The People's Republic of China (PRC) annexed Central Tibet between 1950 and 1951. After the Dalai Lama's escape from China in 1959, the PRC established the Tibet Autonomous Region in 1965.

==Later migration patterns==
In the 1980s the Tibet Autonomous Regional Committee of the Chinese Communist Party initiated the Cadre Transfer Policy that sent party personnel into Tibet. Later government policies to develop Tibet economically attracted migrant workers from the neighboring Sichuan province, dwarfing the number of CCP cadres. They often had to leave their children behind still registered in their home districts. In the late 1990s, the Chinese government began incentivizing migration from eastern parts of the country to Tibet as part of Jiang Zemin's China Western Development campaign. Xi Jinping's Belt and Road Initiative further developed the country's western regions with major infrastructure projects such as the Medog Hydropower Station and the Trans-Himalayan Multi-dimensional Connectivity Network running through Tibet and Nepal.
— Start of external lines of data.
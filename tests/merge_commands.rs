use crate::common::command::{
    commit_file, head_commit_hash, init_repository_dir, minivc_commit, run_minivc_command, state,
};
use crate::common::file::read_file;
use assert_fs::TempDir;
use predicates::prelude::*;
use pretty_assertions::assert_eq;
use rstest::rstest;

mod common;

/// Returns the feature head after committing `feature_content` on `feature`
/// and optionally `master_content` on master, with master checked out
fn diverge(dir: &TempDir, feature_content: &str, master_content: Option<&str>) -> String {
    run_minivc_command(dir.path(), &["checkout", "-b", "feature"])
        .assert()
        .success();
    let feature_head = commit_file(dir.path(), "a.txt", feature_content, "feature edit");
    run_minivc_command(dir.path(), &["checkout", "master"])
        .assert()
        .success();
    if let Some(content) = master_content {
        commit_file(dir.path(), "a.txt", content, "master edit");
    }
    feature_head
}

#[rstest]
fn non_conflicting_merge_stages_their_change(init_repository_dir: TempDir) {
    let dir = init_repository_dir;
    let feature_head = diverge(&dir, "Y", None);

    run_minivc_command(dir.path(), &["merge", "feature"])
        .assert()
        .success()
        .stdout(predicate::str::contains("CONFLICT").not())
        .stdout(predicate::str::contains("Staged 1 file(s)"));

    assert_eq!(read_file(&dir.path().join("a.txt")), "Y");
    let state = state(dir.path());
    assert!(state["staging"]["staged"]["a.txt"].is_string());
    assert_eq!(state["pending_merge"]["head"], feature_head.as_str());
}

#[rstest]
fn conflicting_merge_writes_both_sides(init_repository_dir: TempDir) {
    let dir = init_repository_dir;
    diverge(&dir, "F", Some("M"));

    run_minivc_command(dir.path(), &["merge", "feature"])
        .assert()
        .success()
        .stdout(predicate::str::contains("CONFLICT in a.txt"));

    assert_eq!(
        read_file(&dir.path().join("a.txt")),
        "M<<<<<<<<<<<<<<<HEAD\n>>>>>>>>>>>>>>>feature\nF"
    );
    run_minivc_command(dir.path(), &["status"])
        .assert()
        .success()
        .stdout(predicate::str::contains("=== Staged Files ===\na.txt\n"));
}

#[rstest]
fn committing_a_merge_records_the_merged_head(init_repository_dir: TempDir) {
    let dir = init_repository_dir;
    let feature_head = diverge(&dir, "Y", None);
    let master_head = head_commit_hash(dir.path());
    run_minivc_command(dir.path(), &["merge", "feature"])
        .assert()
        .success();

    minivc_commit(dir.path(), "merge feature")
        .assert()
        .success();

    let state = state(dir.path());
    assert!(state.get("pending_merge").is_none());
    run_minivc_command(dir.path(), &["log"])
        .assert()
        .success()
        .stdout(predicate::str::contains(format!(
            "Merge: {} {}",
            &master_head[..7],
            &feature_head[..7]
        )));
}

#[rstest]
#[case("ghost", "error: branch 'ghost' not found")]
#[case("master", "error: cannot merge branch 'master' with itself")]
fn merge_failures_are_reported(
    init_repository_dir: TempDir,
    #[case] branch: &str,
    #[case] message: &str,
) {
    run_minivc_command(init_repository_dir.path(), &["merge", branch])
        .assert()
        .failure()
        .stdout(predicate::str::contains(message));
}

#[rstest]
fn merge_refuses_uncommitted_changes(init_repository_dir: TempDir) {
    let dir = init_repository_dir;
    diverge(&dir, "Y", None);
    std::fs::write(dir.path().join("pending.txt"), "pending").unwrap();
    run_minivc_command(dir.path(), &["add", "-f", "pending.txt"])
        .assert()
        .success();

    run_minivc_command(dir.path(), &["merge", "feature"])
        .assert()
        .failure()
        .stdout(predicate::str::contains("error: you have staged changes"));
}
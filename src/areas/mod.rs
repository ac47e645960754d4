//! Storage areas of a repository
//!
//! - `blob_store`: content-addressed file snapshots
//! - `commit_store`: immutable commit records
//! - `refs`: branch heads and fork points
//! - `index`: the staging area
//! - `workspace`: working directory access and reconciliation
//! - `repository`: the state snapshot tying the areas together

pub mod blob_store;
pub mod commit_store;
pub mod index;
pub mod refs;
pub mod repository;
pub mod workspace;
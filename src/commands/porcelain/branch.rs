use crate::areas::repository::Repository;
use crate::artifacts::branch::branch_name::BranchName;
use crate::artifacts::objects::object_id::ObjectId;
use crate::errors::{VcError, VcResult};

#[derive(Debug, Clone, PartialEq, Eq)]
pub struct BranchEntry {
    pub name: BranchName,
    pub head: ObjectId,
    pub is_current: bool,
}

impl Repository {
    /// List branches in name order
    pub fn list_branches(&self) -> Vec<BranchEntry> {
        self.branches()
            .heads()
            .iter()
            .map(|(name, head)| BranchEntry {
                name: name.clone(),
                head: head.clone(),
                is_current: name == self.current_branch(),
            })
            .collect()
    }

    /// Delete a branch and its fork-point record
    ///
    /// Branches forked from it keep their ancestry through its fork-point
    /// commits, so deletion is refused while any of them exist.
    pub fn delete_branch(&mut self, name: &str) -> VcResult<ObjectId> {
        let (branch, _) = self.branches().try_head(name)?;

        if &branch == self.current_branch() {
            return Err(VcError::CannotDeleteCurrent(branch));
        }

        let descendants = self.descendants_of(&branch)?;
        if !descendants.is_empty() {
            return Err(VcError::BranchHasDescendants {
                branch,
                descendants: descendants.iter().map(ToString::to_string).collect(),
            });
        }

        let head = self
            .state_mut()
            .branches
            .remove_branch(&branch)
            .ok_or_else(|| VcError::BranchNotFound(name.to_string()))?;

        Ok(head)
    }

    /// Branches whose fork point was committed on `branch`
    fn descendants_of(&self, branch: &BranchName) -> VcResult<Vec<BranchName>> {
        let mut descendants = Vec::new();

        for (name, fork_point) in self.branches().fork_points() {
            if name == branch {
                continue;
            }
            if self.commits().load(fork_point)?.branch() == branch {
                descendants.push(name.clone());
            }
        }

        Ok(descendants)
    }
}
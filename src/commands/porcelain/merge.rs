use crate::areas::repository::{PendingMerge, Repository};
use crate::artifacts::merge::fork_walk::ForkWalk;
use crate::artifacts::merge::resolution::{Resolution, conflict_content};
use crate::artifacts::objects::object_id::ObjectId;
use crate::errors::{VcError, VcResult};

#[derive(Debug, Clone, PartialEq, Eq)]
pub struct MergeReport {
    pub ancestor: ObjectId,
    /// Files whose merged content differs from ours, conflicts included
    pub staged: Vec<String>,
    pub conflicts: Vec<String>,
}

impl Repository {
    /// Merge another branch into the working directory and staging area
    ///
    /// The result is left staged; the next commit records it, with the
    /// merged branch head as its merge parent.
    pub fn merge(&mut self, other: &str) -> VcResult<MergeReport> {
        let (other_branch, their_head) = self.branches().try_head(other)?;
        let current_branch = self.current_branch().clone();

        if other_branch == current_branch {
            return Err(VcError::CannotMergeCurrent(other_branch));
        }
        if !self.staging().is_empty() {
            return Err(VcError::UncommittedChanges);
        }

        let ancestor = {
            let commits = self.commits();
            let walk = ForkWalk::new(self.branches(), |oid| {
                commits.load(oid).map(|commit| commit.branch().clone())
            });
            walk.common_ancestor(&current_branch, &other_branch)?
        };
        tracing::info!(%current_branch, %other_branch, %ancestor, "found merge base");

        let base = self.commits().load(&ancestor)?;
        let ours = self.head_commit()?;
        let theirs = self.commits().load(&their_head)?;

        let resolution = Resolution::resolve(
            base.staged_files(),
            ours.staged_files(),
            theirs.staged_files(),
        );

        let mut target = resolution.resolved;
        let mut conflicts = Vec::new();
        for conflict in resolution.conflicts {
            let ours = self.blobs().get(&conflict.ours, &conflict.file_name)?;
            let theirs = self.blobs().get(&conflict.theirs, &conflict.file_name)?;
            let content = conflict_content(&ours, &theirs, other_branch.as_ref());
            let oid = self.blobs().put(&conflict.file_name, &content)?;

            tracing::warn!(file_name = %conflict.file_name, "merge conflict");
            target.insert(conflict.file_name.clone(), oid);
            conflicts.push(conflict.file_name);
        }

        self.reconcile_workspace(&target)?;

        let mut staged = Vec::new();
        let state = self.state_mut();
        for (file_name, oid) in target {
            if ours.file(&file_name) != Some(&oid) {
                staged.push(file_name.clone());
                state.staging.stage(file_name, oid);
            }
        }
        if !staged.is_empty() {
            state.pending_merge = Some(PendingMerge {
                branch: other_branch,
                head: their_head,
            });
        }

        Ok(MergeReport {
            ancestor,
            staged,
            conflicts,
        })
    }
}
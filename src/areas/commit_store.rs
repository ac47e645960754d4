//! Commit store
//!
//! Each commit record is written to `commits/<commit-hash>` as zlib-compressed
//! JSON. Records are immutable: persisting an existing hash is a no-op.
//! Commits reference each other only by hash, so the two overlapping parent
//! chains never have to be serialized as a live object graph.

use crate::artifacts::objects::MIN_PREFIX_LENGTH;
use crate::artifacts::objects::commit::{Commit, NewCommit};
use crate::artifacts::objects::object_id::ObjectId;
use crate::errors::{IoContext, VcError, VcResult};
use bytes::Bytes;
use std::io::{Read, Write};
use std::path::{Path, PathBuf};

#[derive(Debug)]
pub struct CommitStore {
    path: Box<Path>,
}

impl CommitStore {
    pub fn new(path: Box<Path>) -> Self {
        CommitStore { path }
    }

    pub fn commits_path(&self) -> &Path {
        &self.path
    }

    /// Seal a draft into a commit record
    ///
    /// Fails with [`VcError::EmptyMessage`] on a blank message. Checking that
    /// there is something to commit is the caller's job.
    pub fn create(&self, draft: NewCommit) -> VcResult<Commit> {
        Commit::build(draft)
    }

    pub fn persist(&self, commit: &Commit) -> VcResult<()> {
        let commit_path = self.commit_path(commit.hash());

        if commit_path.exists() {
            return Ok(());
        }

        std::fs::create_dir_all(&self.path).io_context(|| {
            format!("unable to create commit directory {}", self.path.display())
        })?;

        let content = Self::compress(serde_json::to_vec(commit)?.into())?;

        let mut temp_file = tempfile::NamedTempFile::new_in(&self.path)
            .io_context(|| format!("unable to create temp file in {}", self.path.display()))?;
        temp_file
            .write_all(&content)
            .io_context(|| format!("unable to write commit {}", commit.hash()))?;
        temp_file
            .persist(&commit_path)
            .map_err(|e| VcError::io(format!("unable to persist commit {}", commit.hash()), e.error))?;

        tracing::debug!(hash = %commit.hash(), branch = %commit.branch(), "persisted commit");
        Ok(())
    }

    pub fn load(&self, oid: &ObjectId) -> VcResult<Commit> {
        let commit_path = self.commit_path(oid);

        if !commit_path.is_file() {
            return Err(VcError::CommitNotFound(oid.to_string()));
        }

        let content = std::fs::read(&commit_path)
            .io_context(|| format!("unable to read commit file {}", commit_path.display()))?;
        let content = Self::decompress(content.into())?;

        Ok(serde_json::from_slice(&content)?)
    }

    pub fn exists(&self, oid: &ObjectId) -> bool {
        self.commit_path(oid).is_file()
    }

    /// Resolve a full or abbreviated commit hash
    ///
    /// Abbreviations need at least [`MIN_PREFIX_LENGTH`] characters and must
    /// match exactly one stored commit.
    pub fn resolve(&self, revision: &str) -> VcResult<ObjectId> {
        let revision = revision.trim();

        if let Ok(oid) = ObjectId::try_parse(revision) {
            return if self.exists(&oid) {
                Ok(oid)
            } else {
                Err(VcError::CommitNotFound(revision.to_string()))
            };
        }

        if revision.len() < MIN_PREFIX_LENGTH || !revision.chars().all(|c| c.is_ascii_hexdigit())
        {
            return Err(VcError::CommitNotFound(revision.to_string()));
        }

        let mut matches = self.find_commits_by_prefix(revision)?;
        match matches.len() {
            0 => Err(VcError::CommitNotFound(revision.to_string())),
            1 => Ok(matches.remove(0)),
            _ => Err(VcError::AmbiguousCommit {
                prefix: revision.to_string(),
                candidates: matches.iter().map(|oid| oid.to_short_oid()).collect(),
            }),
        }
    }

    /// Find all commits whose hash starts with the given prefix, sorted
    pub fn find_commits_by_prefix(&self, prefix: &str) -> VcResult<Vec<ObjectId>> {
        if !self.path.is_dir() {
            return Ok(Vec::new());
        }

        let entries = std::fs::read_dir(&self.path)
            .io_context(|| format!("unable to list {}", self.path.display()))?;

        let mut matches = entries
            .filter_map(|entry| entry.ok())
            .filter_map(|entry| ObjectId::try_parse(entry.file_name().to_string_lossy()).ok())
            .filter(|oid| oid.matches_prefix(prefix))
            .collect::<Vec<_>>();
        matches.sort();

        Ok(matches)
    }

    fn commit_path(&self, oid: &ObjectId) -> PathBuf {
        self.path.join(oid.as_ref())
    }

    fn compress(data: Bytes) -> VcResult<Bytes> {
        let mut encoder =
            flate2::write::ZlibEncoder::new(Vec::new(), flate2::Compression::default());
        encoder
            .write_all(&data)
            .io_context(|| "unable to compress commit record")?;

        encoder
            .finish()
            .map(|compressed_content| compressed_content.into())
            .io_context(|| "unable to finish compressing commit record")
    }

    fn decompress(data: Bytes) -> VcResult<Bytes> {
        let mut decoder = flate2::read::ZlibDecoder::new(&*data);
        let mut decompressed_content = Vec::new();
        decoder
            .read_to_end(&mut decompressed_content)
            .io_context(|| "unable to decompress commit record")?;

        Ok(decompressed_content.into())
    }
}
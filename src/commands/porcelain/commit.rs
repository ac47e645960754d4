use crate::areas::repository::Repository;
use crate::artifacts::objects::commit::{Commit, NewCommit};
use crate::errors::{VcError, VcResult};

impl Repository {
    /// Record the staging area on top of HEAD
    ///
    /// Nothing is mutated when the message is blank or there is nothing to
    /// commit.
    pub fn commit(&mut self, message: &str) -> VcResult<Commit> {
        if message.trim().is_empty() {
            return Err(VcError::EmptyMessage);
        }
        if self.staging().is_empty() {
            return Err(VcError::NoChanges);
        }

        let head = self.head_commit()?;
        let state = self.state();
        let draft = NewCommit::new(
            Some(head.hash().clone()),
            Some(state.latest_commit.clone()),
            state.pending_merge.as_ref().map(|merge| merge.head.clone()),
            state.current_branch.clone(),
            message.to_string(),
            self.config().author(),
            state.staging.snapshot(head.staged_files()),
            state.staging.removed().clone(),
        );

        let commit = self.commits().create(draft)?;
        self.commits().persist(&commit)?;

        let state = self.state_mut();
        state.head = commit.hash().clone();
        state.latest_commit = commit.hash().clone();
        state
            .branches
            .set_head(commit.branch().clone(), commit.hash().clone());
        state.staging.clear();
        state.pending_merge = None;

        tracing::info!(
            hash = %commit.hash(),
            branch = %commit.branch(),
            files = commit.staged_files().len(),
            "created commit"
        );
        Ok(commit)
    }
}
Some recent migrants are more accurately described as drifters because they feel alienated in their home provinces but are not attached enough to stay in Tibet permanently. They are attracted to a less modern, slower-paced lifestyle but still need to work for a living, setting them apart from more affluent lifestyle migrants.

=== Statistics ===
In 1999, Lobsang Sangay, a leader of the Tibetan Youth Congress, stated in the Harvard Asia Quarterly that 60-70% of the population in Lhasa now is Chinese and, outside of the traditional Tibetan "Barkhor" market, Tibetans own only 400-450 of the 3,500 to 4,000 shops. Han Chinese also occupy most government-related employment with 95 percent of official Chinese migrants employed in state owned enterprises.

The Office of Tibet asserts that the data is distorted by a lack of residence permits held by the migrant population. It also asserts that "militant occupation" consists of "at least a quarter million", focused in the city of Lhasa, and Tibetans in urban eastern areas are outnumbered at least 2 to 1, although there are very few Chinese in rural areas.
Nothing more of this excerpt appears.